- Material for this exercise
impl Affordance {
    /// Create an affordance without parameters.
    pub fn new(
        name: impl Into<String>,
        http_method: HttpMethod,
        target: impl Into<UriTemplate>,
    ) -> Self {
        Self {
            name: name.into(),
            http_method,
            target: target.into(),
            path_parameters: Vec::new(),
            query_parameters: Vec::new(),
            input_parameters: Vec::new(),
            header_parameters: Vec::new(),
            request_body: None,
            body_type: None,
        }
    }

    /// Add a query parameter.
    #[must_use]
    pub fn with_query_parameter(mut self, parameter: ActionInputParameter) -> Self {
        self.query_parameters.push(parameter);
        self
    }

    /// Add a body input parameter.
    #[must_use]
    pub fn with_input_parameter(mut self, parameter: ActionInputParameter) -> Self {
        self.input_parameters.push(parameter);
        self
    }

    /// Name, e.g. the handler name `updateEvent`.
    pub fn name(&self) -> &str {
        &self.name
    }

    /// HTTP method.
    pub fn http_method(&self) -> HttpMethod {
        self.http_method
    }

    /// Target URI template.
    pub fn target(&self) -> &UriTemplate {
        &self.target
    }

    /// Whether the target still has variables.
    pub fn is_templated(&self) -> bool {
        self.target.is_templated()
    }

    /// Target with unbound optional variables removed.
    pub fn components(&self) -> UriComponents {
        UriComponents::from_template(&self.target)
    }

    /// Path variables.
    pub fn path_parameters(&self) -> &[ActionInputParameter] {
        &self.path_parameters
    }

    /// Query parameters.
    pub fn query_parameters(&self) -> &[ActionInputParameter] {
        &self.query_parameters
    }

    /// Body properties.
    pub fn input_parameters(&self) -> &[ActionInputParameter] {
        &self.input_parameters
    }

    /// Header parameters.
    pub fn header_parameters(&self) -> &[ActionInputParameter] {
        &self.header_parameters
    }

    /// The whole request body, if the method carries one.
    pub fn request_body(&self) -> Option<&ActionInputParameter> {
        self.request_body.as_ref()
    }

    /// Name of the request body type.
    pub fn body_type(&self) -> Option<&str> {
        self.body_type.as_deref()
    }

    /// Query parameters followed by body properties.
    pub fn parameters(&self) -> impl Iterator<Item = &ActionInputParameter> {
        self.query_parameters.iter().chain(self.input_parameters.iter())
    }

    /// Names of the query parameters.
    pub fn request_param_names(&self) -> Vec<&str> {
        self.query_parameters.iter().map(ActionInputParameter::name).collect()
    }
}

/// Builds affordances from handler descriptors and bound arguments.
#[derive(Debug, Clone, Default)]
pub struct AffordanceAssembler {
    base_uri: Option<String>,
}
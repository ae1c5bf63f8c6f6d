//! Streaming XHTML output: pages, plain links and affordance forms.

use std::fmt;
use std::io::Write;

use hyperform_core::suggest::value_to_string;
use hyperform_core::{Affordance, Link, Resource, Resources};
use serde_json::Value;
use tracing::{trace, warn};

use super::documentation::{DocumentationProvider, NoDocumentation};
use super::field::FormField;
use super::markup::{Attributes, Markup};
use super::model::XhtmlAffordanceModel;
use crate::config::XhtmlConfig;
use crate::error::Result;
use crate::model::AffordanceModel;

/// Writes links and their affordances as XHTML5 anchors and forms.
///
/// Every `write_*` call renders into a buffer first and hands the sink
/// complete output only; a failing parameter leaves the sink untouched.
pub struct XhtmlWriter<W: Write> {
    sink: W,
    config: XhtmlConfig,
    docs: Box<dyn DocumentationProvider>,
}

impl<W: Write> XhtmlWriter<W> {
    /// Writer with default markup settings and no documentation links.
    pub fn new(sink: W) -> Self {
        Self {
            sink,
            config: XhtmlConfig::default(),
            docs: Box::new(NoDocumentation),
        }
    }

    /// Use other markup settings.
    #[must_use]
    pub fn with_config(mut self, config: XhtmlConfig) -> Self {
        self.config = config;
        self
    }

    /// Link field labels to documentation.
    #[must_use]
    pub fn with_documentation(mut self, docs: impl DocumentationProvider + 'static) -> Self {
        self.docs = Box::new(docs);
        self
    }

    /// Start a page: doctype, head with title and stylesheets, and the
    /// opening container elements.
    ///
    /// # Errors
    ///
    /// Returns [`RenderError::Io`](crate::RenderError::Io) if the sink fails.
    pub fn begin_html(&mut self, title: &str) -> Result<()> {
        let mut out = Markup::new();
        out.raw("<!DOCTYPE html>")
            .open("html", &Attributes::new().with("xmlns", "http://www.w3.org/1999/xhtml"))
            .open("head", &Attributes::new())
            .empty("meta", &Attributes::new().with("charset", "utf-8"))
            .element("title", &Attributes::new(), title);
        for href in &self.config.stylesheets {
            out.empty(
                "link",
                &Attributes::new().with("rel", "stylesheet").with("href", href.as_str()),
            );
        }
        out.close("head")
            .open("body", &Attributes::new())
            .open("div", &Attributes::new().with("class", "container"))
            .open("div", &Attributes::new().with("class", "row"));
        self.flush(out)
    }

    /// Close what [`begin_html`](Self::begin_html) opened.
    ///
    /// # Errors
    ///
    /// Returns [`RenderError::Io`](crate::RenderError::Io) if the sink fails.
    pub fn end_html(&mut self) -> Result<()> {
        let mut out = Markup::new();
        out.close("div").close("div").close("body").close("html");
        self.flush(out)
    }

    /// Write every link: anchors for plain links and GETs without
    /// parameters, forms for everything else.
    ///
    /// # Errors
    ///
    /// Returns [`RenderError::Affordance`](crate::RenderError::Affordance) if
    /// a parameter cannot be rendered, [`RenderError::Io`](crate::RenderError::Io)
    /// if the sink fails.
    pub fn write_links(&mut self, links: &[Link]) -> Result<()> {
        let mut out = Markup::new();
        self.render_links(links, &mut out)?;
        self.flush(out)
    }

    /// Write a resource: its content as a definition list, then its links.
    ///
    /// # Errors
    ///
    /// See [`write_links`](Self::write_links).
    pub fn write_resource(&mut self, resource: &Resource) -> Result<()> {
        let mut out = Markup::new();
        self.render_resource(resource, &mut out)?;
        self.flush(out)
    }

    /// Write a collection: its links, then one list item per resource.
    ///
    /// # Errors
    ///
    /// See [`write_links`](Self::write_links).
    pub fn write_resources(&mut self, resources: &Resources) -> Result<()> {
        let mut out = Markup::new();
        self.render_links(resources.links(), &mut out)?;
        out.open("ul", &Attributes::new());
        for item in resources.items() {
            out.open("li", &Attributes::new());
            self.render_resource(item, &mut out)?;
            out.close("li");
        }
        out.close("ul");
        self.flush(out)
    }

    /// The sink.
    pub fn into_inner(self) -> W {
        self.sink
    }

    fn flush(&mut self, out: Markup) -> Result<()> {
        self.sink.write_all(out.as_str().as_bytes())?;
        Ok(())
    }

    fn render_resource(&self, resource: &Resource, out: &mut Markup) -> Result<()> {
        write_value(resource.content(), out);
        self.render_links(resource.links(), out)
    }

    fn render_links(&self, links: &[Link], out: &mut Markup) -> Result<()> {
        for link in links {
            if link.affordances().is_empty() {
                self.render_plain_link(link, out);
            } else {
                for affordance in link.affordances() {
                    self.render_affordance(link, affordance, out)?;
                }
            }
        }
        Ok(())
    }

    fn render_plain_link(&self, link: &Link, out: &mut Markup) {
        if !link.is_templated() {
            anchor(out, link.href(), link.rel(), link.title());
            return;
        }
        if link.is_base_uri_templated() {
            trace!(href = link.href(), "link with unbound path variables not rendered");
            return;
        }

        self.open_form(out, link.rel(), &link.expand(), "GET");
        for variable in link.variables().iter() {
            FormField::text(variable.name()).render(&self.config, out);
        }
        submit(out, "Get");
        out.close("form");
    }

    fn render_affordance(
        &self,
        link: &Link,
        affordance: &Affordance,
        out: &mut Markup,
    ) -> Result<()> {
        let model = XhtmlAffordanceModel::new(affordance, &affordance.components());

        if model.is_anchor() {
            out.open("div", &Attributes::new());
            anchor(out, model.uri(), link.rel(), None);
            out.close("div");
            return Ok(());
        }

        let uncovered = model.uncovered_variables();
        if !uncovered.is_empty() {
            if model.is_base_uri_templated() {
                trace!(
                    affordance = model.name(),
                    "affordance with unbound path variables not rendered"
                );
                return Ok(());
            }
            if !model.is_get() {
                warn!(
                    affordance = model.name(),
                    method = %model.http_method(),
                    "templated non-GET affordance cannot be rendered as a form"
                );
                return Ok(());
            }
        }

        // Fields are resolved before any markup so a failing parameter
        // leaves no half-written form behind.
        let mut fields = model
            .parameters()
            .map(|p| FormField::for_parameter(p, self.docs.as_ref()))
            .collect::<std::result::Result<Vec<_>, _>>()?;
        fields.extend(uncovered.iter().map(|v| FormField::text(v.name())));

        self.open_form(out, model.name(), model.uri(), model.form_method().as_str());
        if let Some(method) = model.method_override() {
            out.empty(
                "input",
                &Attributes::new()
                    .with("name", self.config.method_param.as_str())
                    .with("type", "hidden")
                    .with("class", self.config.form_control_class.as_str())
                    .with("value", method.as_str()),
            );
        }
        for field in &fields {
            field.render(&self.config, out);
        }
        submit(out, &model.http_method().capitalized());
        out.close("form");
        Ok(())
    }

    fn open_form(&self, out: &mut Markup, name: &str, action: &str, method: &str) {
        out.open(
            "form",
            &Attributes::new()
                .with("class", self.config.form_class.as_str())
                .with("action", action)
                .with("method", method)
                .with("name", name),
        )
        .element("h4", &Attributes::new(), name);
    }
}

impl<W: Write> fmt::Debug for XhtmlWriter<W> {
    fn fmt(&self, f: &mut fmt::Formatter<'_>) -> fmt::Result {
        f.debug_struct("XhtmlWriter")
            .field("config", &self.config)
            .field("docs", &self.docs)
            .finish_non_exhaustive()
    }
}

fn anchor(out: &mut Markup, href: &str, rel: &str, title: Option<&str>) {
    out.element(
        "a",
        &Attributes::new().with("href", href).with("rel", rel),
        title.unwrap_or(rel),
    );
}

fn submit(out: &mut Markup, caption: &str) {
    out.empty("input", &Attributes::new().with("type", "submit").with("value", caption));
}

fn write_value(value: &Value, out: &mut Markup) {
    match value {
        Value::Object(fields) => {
            out.open("dl", &Attributes::new());
            for (name, value) in fields {
                out.element("dt", &Attributes::new(), name);
                out.open("dd", &Attributes::new());
                write_value(value, out);
                out.close("dd");
            }
            out.close("dl");
        }
        Value::Array(items) => {
            out.open("ul", &Attributes::new());
            for item in items {
                out.open("li", &Attributes::new());
                write_value(item, out);
                out.close("li");
            }
            out.close("ul");
        }
        Value::Null => {}
        scalar => {
            out.text(&value_to_string(scalar));
        }
    }
}

#[cfg(test)]
mod tests {
    use super::*;
    use crate::RenderError;
    use hyperform_core::{ActionInputParameter, HttpMethod, ParamLocation, SELF_REL};
    use pretty_assertions::assert_eq;
    use serde_json::json;

    fn render(links: &[Link]) -> String {
        let mut writer = XhtmlWriter::new(Vec::new());
        writer.write_links(links).unwrap();
        String::from_utf8(writer.into_inner()).unwrap()
    }

    #[test]
    fn test_get_without_parameters_is_anchor() {
        let link = Link::new("/events/1", SELF_REL)
            .with_affordance(Affordance::new("findEvent", HttpMethod::Get, "/events/1"));
        let html = render(&[link]);
        assert_eq!(html, r#"<div><a href="/events/1" rel="self">self</a></div>"#);
        assert_eq!(html.matches("<form").count(), 0);
    }

    #[test]
    fn test_put_form_with_method_override() {
        let link = Link::new("/events/1", SELF_REL).with_affordance(
            Affordance::new("updateEvent", HttpMethod::Put, "/events/1").with_input_parameter(
                ActionInputParameter::new("name", ParamLocation::BodyProperty).with_value("Tour"),
            ),
        );
        assert_eq!(
            render(&[link]),
            concat!(
                r#"<form class="well" action="/events/1" method="POST" name="updateEvent">"#,
                r#"<h4>updateEvent</h4>"#,
                r#"<input name="_method" type="hidden" class="form-control" value="PUT"/>"#,
                r#"<div class="form-group"><label for="name" class="control-label">name</label>"#,
                r#"<input name="name" id="name" type="text" class="form-control" value="Tour"/></div>"#,
                r#"<input type="submit" value="Put"/>"#,
                r#"</form>"#
            )
        );
    }

    #[test]
    fn test_get_form_for_query_parameters() {
        let link = Link::new("/events{?name}", "search").with_affordance(
            Affordance::new("findEvents", HttpMethod::Get, "/events{?name}")
                .with_query_parameter(ActionInputParameter::new("name", ParamLocation::Query)),
        );
        let html = render(&[link]);
        assert!(html.starts_with(r#"<form class="well" action="/events" method="GET" name="findEvents">"#));
        assert!(!html.contains("_method"));
        assert!(html.ends_with(r#"<input type="submit" value="Get"/></form>"#));
    }

    #[test]
    fn test_templated_affordance_rules() {
        let link = Link::new("/events{?sort}", "list")
            .with_affordance(Affordance::new("list", HttpMethod::Get, "/events{?sort}"))
            .with_affordance(Affordance::new("bulkDelete", HttpMethod::Delete, "/events{?sort}"));
        let html = render(&[link]);
        assert_eq!(html.matches("<form").count(), 1);
        assert!(html.contains(r#"<input name="sort" id="sort" type="text" class="form-control" value=""/>"#));

        let unbound = Link::new("/events/{id}", "event")
            .with_affordance(Affordance::new("findEvent", HttpMethod::Get, "/events/{id}"));
        assert_eq!(render(&[unbound]), "");
    }

    #[test]
    fn test_templated_plain_link_becomes_closed_form() {
        let html = render(&[Link::new("/events{?name,city}", "search")]);
        assert!(html.starts_with(r#"<form class="well" action="/events" method="GET" name="search">"#));
        assert_eq!(html.matches(r#"class="form-group""#).count(), 2);
        assert!(html.ends_with(r#"<input type="submit" value="Get"/></form>"#));
        assert_eq!(render(&[Link::new("/events", "events")]), r#"<a href="/events" rel="events">events</a>"#);
    }

    #[test]
    fn test_failed_render_leaves_sink_untouched() {
        let body = ActionInputParameter::new("event", ParamLocation::Body);
        let links = [
            Link::new("/a", "a"),
            Link::new("/events", "create")
                .with_affordance(Affordance::new("createEvent", HttpMethod::Post, "/events").with_input_parameter(body)),
        ];
        let mut writer = XhtmlWriter::new(Vec::new());
        let err = writer.write_links(&links).unwrap_err();
        assert!(matches!(err, RenderError::Affordance(_)));
        assert!(writer.into_inner().is_empty());
    }

    #[test]
    fn test_page_with_resource() {
        let config = XhtmlConfig::default().with_stylesheet("/bootstrap.css");
        let mut writer = XhtmlWriter::new(Vec::new()).with_config(config);
        writer.begin_html("Event").unwrap();
        writer
            .write_resource(&Resource::new("Event", json!({"name": "Tour", "tags": ["a"]})))
            .unwrap();
        writer.end_html().unwrap();
        let html = String::from_utf8(writer.into_inner()).unwrap();
        assert!(html.starts_with("<!DOCTYPE html><html xmlns=\"http://www.w3.org/1999/xhtml\">"));
        assert!(html.contains(r#"<title>Event</title><link rel="stylesheet" href="/bootstrap.css"/></head>"#));
        assert!(html.contains("<dl><dt>name</dt><dd>Tour</dd><dt>tags</dt><dd><ul><li>a</li></ul></dd></dl>"));
        assert!(html.ends_with("</div></div></body></html>"));
    }
}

- Brief
Lines from the start of the entries through the one containing "pub fn target(&self)" are to be set down again exactly, both ends included.

- Completed task
impl Affordance {
    /// Create an affordance without parameters.
    pub fn new(
        name: impl Into<String>,
        http_method: HttpMethod,
        target: impl Into<UriTemplate>,
    ) -> Self {
        Self {
            name: name.into(),
            http_method,
            target: target.into(),
            path_parameters: Vec::new(),
            query_parameters: Vec::new(),
            input_parameters: Vec::new(),
            header_parameters: Vec::new(),
            request_body: None,
            body_type: None,
        }
    }

    /// Add a query parameter.
    #[must_use]
    pub fn with_query_parameter(mut self, parameter: ActionInputParameter) -> Self {
        self.query_parameters.push(parameter);
        self
    }

    /// Add a body input parameter.
    #[must_use]
    pub fn with_input_parameter(mut self, parameter: ActionInputParameter) -> Self {
        self.input_parameters.push(parameter);
        self
    }

    /// Name, e.g. the handler name `updateEvent`.
    pub fn name(&self) -> &str {
        &self.name
    }

    /// HTTP method.
    pub fn http_method(&self) -> HttpMethod {
        self.http_method
    }

    /// Target URI template.
    pub fn target(&self) -> &UriTemplate {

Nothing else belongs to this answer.